Thus we need just one coordinate (that of the mass) to specify the system
completely and hence it is known as a single degree of freedom system.
(12) Types of Vibration: (a)Longitudinal vibration (b)Transverse Vibration ( c)Torsional Vibration.
UNIT- IV FORCED VIBRATION
(1) Introduction: When a system is subjected continuously to time
varying disturbances, the vibrations resulting under the presence of the
external disturbance are referred to as forced vibrations. Forced vibration is
when an alternating force or motion is applied to a mechanical system. Examples
of this type of vibration include a shaking washing machine due to an imbalance,
transportation vibration (caused by truck engine, springs, road, etc), or the
vibration of a building during an earthquake. In forced vibration the frequency
of the vibration is the frequency of the force or motion applied, with order of
magnitude being dependent on the actual mechanical system. When a vehicle moves
on a rough road, it is continuously subjected to road undulations causing the
system to vibrate (pitch, bounce, roll etc). Thus the automobile is said to
undergo forced vibrations. Similarly whenever the engine is turned on, there is
a resultant residual unbalance force that is transmitted to the chassis of the
vehicle through the engine mounts, causing again forced vibrations of the
vehicle on its chassis. A building when subjected to time varying ground motion
(earthquake) or wind loads, undergoes forced vibrations. Thus most of the
practical examples of vibrations are indeed forced vibrations.
(2) Causes resonance:
Resonance is
simple to understand if you view the spring and mass as energy storage elements
– with the mass storing kinetic energy and the spring storing potential energy.
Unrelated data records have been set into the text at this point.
//! Check correlation engine for the telemetry bridge.
//!
//! Telemetry arrives as anonymous metric batches; scheduled checks arrive
//! as (host, service) questions. This crate attributes points to entities
//! ([`extractor`]), buffers them ([`otlb_metrics`]), turns them into
//! plugin-style check results ([`builder`]) and holds the unanswered
//! questions until telemetry or a deadline resolves them ([`TelemetryBridge`]).

pub mod bridge;
pub mod builder;
pub mod check_result;
pub mod config;
pub mod error;
pub mod extractor;
pub mod task_queue;

mod waiting;

pub use bridge::TelemetryBridge;
pub use builder::{CheckCallback, CheckResultBuilder, CheckResultBuilderConfig, Processor};
pub use check_result::{CheckResult, CheckStatus, STATE_TEXT};
pub use config::BridgeConfig;
pub use error::EngineError;
pub use extractor::{create_extractor, HostServExtractor, HostServList};
pub use task_queue::TaskQueue;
As discussed earlier, when the mass and spring have no force acting on them
they transfer energy back and forth at a rate equal to the natural frequency. In
other words, if energy is to be efficiently pumped into both the mass and
spring the energy source needs to feed the energy in at a rate equal to the
natural frequency. Applying a force to the mass and spring is similar to
pushing a child on swing, you need to push at the correct moment if you want
the swing to get higher and higher. As in the case of the swing, the force
applied does not necessarily have to be high to get large motions; the pushes
just need to keep adding energy into the system. The damper, instead of storing
energy, dissipates energy. Since the damping force is proportional to the
velocity, the more the motion, the more the damper dissipates the energy.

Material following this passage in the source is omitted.